Work order
Write out the stretch of lines below that begins at the line with "assert_eq!(shape.ix_in4, 510.0);" and ends at the line with "C,C10X15.3,C10X15.3,15.3,4.48,10,0.24,2.6,0.436,67.3,13.6\n\", including both, exactly as given and nothing more.
Start of Input for this task
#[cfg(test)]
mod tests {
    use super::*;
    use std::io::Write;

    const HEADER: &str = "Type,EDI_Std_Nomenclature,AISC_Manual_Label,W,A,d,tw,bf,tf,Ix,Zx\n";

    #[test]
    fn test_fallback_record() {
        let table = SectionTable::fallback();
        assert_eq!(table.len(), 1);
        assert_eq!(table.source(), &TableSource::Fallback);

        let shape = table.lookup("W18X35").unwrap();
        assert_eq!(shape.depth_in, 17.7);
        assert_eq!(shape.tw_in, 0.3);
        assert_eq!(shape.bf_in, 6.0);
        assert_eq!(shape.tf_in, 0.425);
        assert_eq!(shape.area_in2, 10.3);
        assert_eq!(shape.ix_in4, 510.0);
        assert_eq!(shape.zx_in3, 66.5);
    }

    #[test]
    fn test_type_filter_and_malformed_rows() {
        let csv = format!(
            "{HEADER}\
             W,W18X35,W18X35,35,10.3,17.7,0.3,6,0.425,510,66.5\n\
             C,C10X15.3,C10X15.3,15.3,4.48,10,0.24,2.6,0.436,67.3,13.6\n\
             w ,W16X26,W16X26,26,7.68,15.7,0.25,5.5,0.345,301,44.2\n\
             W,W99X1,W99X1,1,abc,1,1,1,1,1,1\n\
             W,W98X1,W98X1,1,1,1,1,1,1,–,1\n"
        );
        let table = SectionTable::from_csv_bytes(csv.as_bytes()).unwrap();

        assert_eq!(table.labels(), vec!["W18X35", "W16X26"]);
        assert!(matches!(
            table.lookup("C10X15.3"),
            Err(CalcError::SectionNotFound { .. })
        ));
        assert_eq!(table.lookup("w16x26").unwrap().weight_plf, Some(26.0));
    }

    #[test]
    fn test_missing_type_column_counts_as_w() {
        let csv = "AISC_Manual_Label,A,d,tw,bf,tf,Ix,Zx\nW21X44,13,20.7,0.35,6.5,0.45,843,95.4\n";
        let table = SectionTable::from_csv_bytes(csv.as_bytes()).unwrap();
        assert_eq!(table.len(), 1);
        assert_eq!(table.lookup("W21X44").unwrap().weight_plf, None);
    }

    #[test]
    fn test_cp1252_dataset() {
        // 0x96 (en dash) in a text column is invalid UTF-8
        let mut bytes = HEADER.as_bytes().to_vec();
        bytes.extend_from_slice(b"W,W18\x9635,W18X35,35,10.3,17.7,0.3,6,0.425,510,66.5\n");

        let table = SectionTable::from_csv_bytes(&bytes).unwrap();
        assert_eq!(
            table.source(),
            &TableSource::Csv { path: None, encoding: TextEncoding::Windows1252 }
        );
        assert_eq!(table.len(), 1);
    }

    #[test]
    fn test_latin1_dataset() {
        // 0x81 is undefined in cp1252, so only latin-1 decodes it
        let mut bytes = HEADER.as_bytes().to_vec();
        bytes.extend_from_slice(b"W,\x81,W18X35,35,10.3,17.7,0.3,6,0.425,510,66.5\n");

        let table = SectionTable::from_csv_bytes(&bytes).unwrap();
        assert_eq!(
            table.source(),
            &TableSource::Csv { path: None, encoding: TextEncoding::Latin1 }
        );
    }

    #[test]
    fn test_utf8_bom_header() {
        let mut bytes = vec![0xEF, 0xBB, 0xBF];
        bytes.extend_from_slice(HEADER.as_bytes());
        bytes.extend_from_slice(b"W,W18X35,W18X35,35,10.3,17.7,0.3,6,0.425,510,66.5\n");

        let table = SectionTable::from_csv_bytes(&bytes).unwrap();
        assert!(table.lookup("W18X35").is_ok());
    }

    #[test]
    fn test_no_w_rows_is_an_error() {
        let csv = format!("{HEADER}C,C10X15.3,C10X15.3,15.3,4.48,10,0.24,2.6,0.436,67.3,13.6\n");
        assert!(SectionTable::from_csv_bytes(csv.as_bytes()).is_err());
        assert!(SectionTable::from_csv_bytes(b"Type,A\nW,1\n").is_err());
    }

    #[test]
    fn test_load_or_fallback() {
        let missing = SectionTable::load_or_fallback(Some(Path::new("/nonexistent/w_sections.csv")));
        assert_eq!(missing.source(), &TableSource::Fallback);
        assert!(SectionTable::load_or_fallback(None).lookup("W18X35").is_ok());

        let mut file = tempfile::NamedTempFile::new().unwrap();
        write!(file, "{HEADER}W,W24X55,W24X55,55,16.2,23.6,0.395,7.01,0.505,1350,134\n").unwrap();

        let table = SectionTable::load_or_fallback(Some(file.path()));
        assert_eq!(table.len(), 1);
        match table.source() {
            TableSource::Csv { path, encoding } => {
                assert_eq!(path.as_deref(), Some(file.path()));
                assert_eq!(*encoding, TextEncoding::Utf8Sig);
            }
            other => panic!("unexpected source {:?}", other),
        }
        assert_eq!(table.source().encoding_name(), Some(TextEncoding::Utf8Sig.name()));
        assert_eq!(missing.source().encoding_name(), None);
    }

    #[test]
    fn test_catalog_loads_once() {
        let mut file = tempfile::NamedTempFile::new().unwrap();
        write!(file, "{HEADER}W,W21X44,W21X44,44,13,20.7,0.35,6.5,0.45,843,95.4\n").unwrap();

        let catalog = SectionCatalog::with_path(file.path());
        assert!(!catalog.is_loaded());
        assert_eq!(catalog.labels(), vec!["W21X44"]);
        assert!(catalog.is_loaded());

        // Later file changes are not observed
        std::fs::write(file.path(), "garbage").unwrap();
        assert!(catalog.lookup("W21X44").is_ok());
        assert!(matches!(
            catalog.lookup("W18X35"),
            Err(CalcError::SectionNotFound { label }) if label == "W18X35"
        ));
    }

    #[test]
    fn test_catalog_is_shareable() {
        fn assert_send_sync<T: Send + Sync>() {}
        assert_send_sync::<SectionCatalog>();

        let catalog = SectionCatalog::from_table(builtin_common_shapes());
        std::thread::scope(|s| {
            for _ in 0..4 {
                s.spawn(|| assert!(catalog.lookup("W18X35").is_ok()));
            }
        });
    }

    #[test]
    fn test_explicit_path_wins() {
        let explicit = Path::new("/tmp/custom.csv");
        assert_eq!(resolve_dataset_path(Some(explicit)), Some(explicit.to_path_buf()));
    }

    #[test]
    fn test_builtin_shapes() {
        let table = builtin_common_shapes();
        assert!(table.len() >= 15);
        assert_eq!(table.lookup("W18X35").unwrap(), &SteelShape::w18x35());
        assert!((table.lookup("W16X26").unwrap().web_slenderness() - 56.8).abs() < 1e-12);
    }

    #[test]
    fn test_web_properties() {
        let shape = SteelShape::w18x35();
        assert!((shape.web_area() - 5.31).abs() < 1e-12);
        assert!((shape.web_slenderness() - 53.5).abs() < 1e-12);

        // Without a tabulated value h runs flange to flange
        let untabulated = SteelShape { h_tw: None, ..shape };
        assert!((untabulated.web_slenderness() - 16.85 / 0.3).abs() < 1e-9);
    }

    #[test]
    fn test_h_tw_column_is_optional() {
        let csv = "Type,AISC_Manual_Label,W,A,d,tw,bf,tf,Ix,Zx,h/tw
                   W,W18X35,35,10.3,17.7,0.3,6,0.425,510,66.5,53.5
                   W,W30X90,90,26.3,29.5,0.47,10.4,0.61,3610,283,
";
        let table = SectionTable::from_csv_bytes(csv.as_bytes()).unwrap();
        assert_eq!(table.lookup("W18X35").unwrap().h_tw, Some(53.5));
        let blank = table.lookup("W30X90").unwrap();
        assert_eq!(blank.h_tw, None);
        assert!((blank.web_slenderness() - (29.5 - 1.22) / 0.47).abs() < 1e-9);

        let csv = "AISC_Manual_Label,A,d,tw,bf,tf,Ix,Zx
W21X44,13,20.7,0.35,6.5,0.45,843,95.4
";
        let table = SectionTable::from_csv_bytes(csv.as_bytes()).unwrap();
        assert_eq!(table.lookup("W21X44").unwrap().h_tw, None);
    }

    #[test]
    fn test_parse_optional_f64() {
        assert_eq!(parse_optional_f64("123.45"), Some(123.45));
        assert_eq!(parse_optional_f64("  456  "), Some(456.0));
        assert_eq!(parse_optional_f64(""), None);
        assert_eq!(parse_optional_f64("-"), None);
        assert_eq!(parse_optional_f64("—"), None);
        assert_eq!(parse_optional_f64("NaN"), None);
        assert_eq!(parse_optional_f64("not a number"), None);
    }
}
End of Input for this task
Start of Input for this task
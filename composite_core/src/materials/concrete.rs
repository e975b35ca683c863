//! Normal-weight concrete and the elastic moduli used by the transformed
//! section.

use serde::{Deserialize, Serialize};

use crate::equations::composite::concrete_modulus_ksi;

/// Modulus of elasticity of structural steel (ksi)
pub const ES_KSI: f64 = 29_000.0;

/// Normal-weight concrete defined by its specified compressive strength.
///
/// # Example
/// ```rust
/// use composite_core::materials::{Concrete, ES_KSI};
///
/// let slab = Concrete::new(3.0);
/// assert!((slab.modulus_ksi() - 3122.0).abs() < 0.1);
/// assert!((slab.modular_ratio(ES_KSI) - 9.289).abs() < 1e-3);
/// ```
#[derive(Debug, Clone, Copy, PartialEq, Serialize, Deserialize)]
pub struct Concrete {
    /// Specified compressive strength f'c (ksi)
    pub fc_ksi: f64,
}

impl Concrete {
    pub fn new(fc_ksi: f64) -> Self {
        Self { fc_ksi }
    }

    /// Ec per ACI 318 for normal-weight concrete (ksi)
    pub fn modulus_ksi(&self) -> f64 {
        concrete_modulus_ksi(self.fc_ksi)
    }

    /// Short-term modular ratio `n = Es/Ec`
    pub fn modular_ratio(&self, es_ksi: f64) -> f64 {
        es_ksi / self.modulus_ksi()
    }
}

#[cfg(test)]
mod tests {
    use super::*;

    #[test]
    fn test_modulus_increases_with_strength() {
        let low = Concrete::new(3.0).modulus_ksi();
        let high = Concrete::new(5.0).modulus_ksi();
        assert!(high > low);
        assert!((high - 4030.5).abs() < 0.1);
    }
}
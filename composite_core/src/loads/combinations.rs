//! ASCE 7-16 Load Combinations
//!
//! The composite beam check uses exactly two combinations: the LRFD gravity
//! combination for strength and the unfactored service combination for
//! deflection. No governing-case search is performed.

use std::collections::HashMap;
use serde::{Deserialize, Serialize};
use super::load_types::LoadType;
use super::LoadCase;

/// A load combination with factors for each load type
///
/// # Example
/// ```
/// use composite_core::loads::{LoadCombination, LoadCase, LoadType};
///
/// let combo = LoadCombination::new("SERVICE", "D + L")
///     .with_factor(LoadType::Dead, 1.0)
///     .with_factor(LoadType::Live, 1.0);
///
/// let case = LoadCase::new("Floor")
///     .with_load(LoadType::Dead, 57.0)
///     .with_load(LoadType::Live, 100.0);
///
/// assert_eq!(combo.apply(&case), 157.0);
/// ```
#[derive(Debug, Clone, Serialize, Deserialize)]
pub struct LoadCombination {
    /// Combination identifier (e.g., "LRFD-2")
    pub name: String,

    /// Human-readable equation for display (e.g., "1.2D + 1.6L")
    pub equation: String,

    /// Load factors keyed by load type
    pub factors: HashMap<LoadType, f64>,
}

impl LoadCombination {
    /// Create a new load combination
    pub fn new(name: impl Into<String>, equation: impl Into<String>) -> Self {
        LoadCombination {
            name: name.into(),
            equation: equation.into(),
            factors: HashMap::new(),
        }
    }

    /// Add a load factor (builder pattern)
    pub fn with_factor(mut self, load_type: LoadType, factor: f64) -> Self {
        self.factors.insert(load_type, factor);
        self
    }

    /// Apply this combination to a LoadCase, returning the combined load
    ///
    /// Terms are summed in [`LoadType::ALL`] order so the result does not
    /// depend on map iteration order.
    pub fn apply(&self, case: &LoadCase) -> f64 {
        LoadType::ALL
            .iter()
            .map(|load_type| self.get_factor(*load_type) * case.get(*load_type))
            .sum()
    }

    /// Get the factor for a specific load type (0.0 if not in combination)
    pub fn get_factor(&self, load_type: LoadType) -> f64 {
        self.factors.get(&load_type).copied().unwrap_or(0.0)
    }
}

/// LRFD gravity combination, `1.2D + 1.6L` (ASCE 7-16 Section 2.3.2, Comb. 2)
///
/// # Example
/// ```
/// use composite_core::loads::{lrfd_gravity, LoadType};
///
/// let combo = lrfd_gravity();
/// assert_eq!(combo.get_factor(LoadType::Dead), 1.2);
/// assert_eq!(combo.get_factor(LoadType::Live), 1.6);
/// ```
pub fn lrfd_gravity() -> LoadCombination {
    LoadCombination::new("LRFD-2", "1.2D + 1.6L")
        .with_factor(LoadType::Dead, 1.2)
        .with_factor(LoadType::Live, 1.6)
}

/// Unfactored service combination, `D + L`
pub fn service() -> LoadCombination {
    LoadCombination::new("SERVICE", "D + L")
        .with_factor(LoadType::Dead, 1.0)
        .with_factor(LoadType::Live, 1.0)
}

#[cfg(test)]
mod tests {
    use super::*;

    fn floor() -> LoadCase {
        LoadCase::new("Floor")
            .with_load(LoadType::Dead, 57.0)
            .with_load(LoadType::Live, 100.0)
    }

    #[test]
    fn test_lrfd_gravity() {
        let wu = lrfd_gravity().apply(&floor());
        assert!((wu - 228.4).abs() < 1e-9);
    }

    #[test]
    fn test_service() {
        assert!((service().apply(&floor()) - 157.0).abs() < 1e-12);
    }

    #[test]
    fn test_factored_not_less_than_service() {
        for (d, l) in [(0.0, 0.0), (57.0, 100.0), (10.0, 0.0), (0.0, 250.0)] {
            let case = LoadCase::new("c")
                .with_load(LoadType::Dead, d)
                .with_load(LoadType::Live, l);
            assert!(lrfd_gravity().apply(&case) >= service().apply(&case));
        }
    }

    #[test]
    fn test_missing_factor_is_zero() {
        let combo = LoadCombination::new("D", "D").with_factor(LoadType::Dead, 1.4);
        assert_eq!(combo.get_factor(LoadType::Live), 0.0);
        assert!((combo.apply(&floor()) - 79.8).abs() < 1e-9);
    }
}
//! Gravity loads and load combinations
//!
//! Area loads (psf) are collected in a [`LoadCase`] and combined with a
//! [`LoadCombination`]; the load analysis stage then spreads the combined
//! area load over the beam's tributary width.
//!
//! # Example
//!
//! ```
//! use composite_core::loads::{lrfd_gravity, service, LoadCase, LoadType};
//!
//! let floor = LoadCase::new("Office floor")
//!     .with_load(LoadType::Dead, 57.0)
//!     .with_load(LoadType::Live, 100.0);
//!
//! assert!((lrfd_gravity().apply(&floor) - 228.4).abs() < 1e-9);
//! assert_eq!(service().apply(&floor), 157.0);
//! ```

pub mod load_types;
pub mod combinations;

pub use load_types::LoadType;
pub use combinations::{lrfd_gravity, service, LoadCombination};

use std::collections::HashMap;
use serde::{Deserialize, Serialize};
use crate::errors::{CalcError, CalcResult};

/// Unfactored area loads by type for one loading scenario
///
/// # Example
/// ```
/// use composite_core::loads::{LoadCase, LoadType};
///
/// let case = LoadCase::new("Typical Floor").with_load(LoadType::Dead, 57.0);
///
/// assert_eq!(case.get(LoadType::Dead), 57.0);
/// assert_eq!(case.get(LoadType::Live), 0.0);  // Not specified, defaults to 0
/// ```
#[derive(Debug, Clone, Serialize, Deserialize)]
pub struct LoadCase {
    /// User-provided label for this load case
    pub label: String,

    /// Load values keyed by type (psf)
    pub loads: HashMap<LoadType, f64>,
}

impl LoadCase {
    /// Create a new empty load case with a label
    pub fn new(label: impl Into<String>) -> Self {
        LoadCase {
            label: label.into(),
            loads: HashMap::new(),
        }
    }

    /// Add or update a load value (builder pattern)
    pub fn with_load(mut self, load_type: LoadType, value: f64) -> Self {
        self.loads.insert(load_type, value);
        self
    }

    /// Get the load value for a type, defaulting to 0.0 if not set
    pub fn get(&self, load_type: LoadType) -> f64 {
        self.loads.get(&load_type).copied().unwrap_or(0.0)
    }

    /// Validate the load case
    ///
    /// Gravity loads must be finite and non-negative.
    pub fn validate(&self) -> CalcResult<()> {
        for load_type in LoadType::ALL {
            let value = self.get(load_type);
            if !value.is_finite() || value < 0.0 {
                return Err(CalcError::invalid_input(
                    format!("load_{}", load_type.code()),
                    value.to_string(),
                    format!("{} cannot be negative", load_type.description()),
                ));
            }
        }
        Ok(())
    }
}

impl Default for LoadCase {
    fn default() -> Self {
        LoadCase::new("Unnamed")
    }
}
End of Input for this task
Your solution
        assert_eq!(shape.ix_in4, 510.0);
        assert_eq!(shape.zx_in3, 66.5);
    }

    #[test]
    fn test_type_filter_and_malformed_rows() {
        let csv = format!(
            "{HEADER}\
             W,W18X35,W18X35,35,10.3,17.7,0.3,6,0.425,510,66.5\n\
             C,C10X15.3,C10X15.3,15.3,4.48,10,0.24,2.6,0.436,67.3,13.6\n\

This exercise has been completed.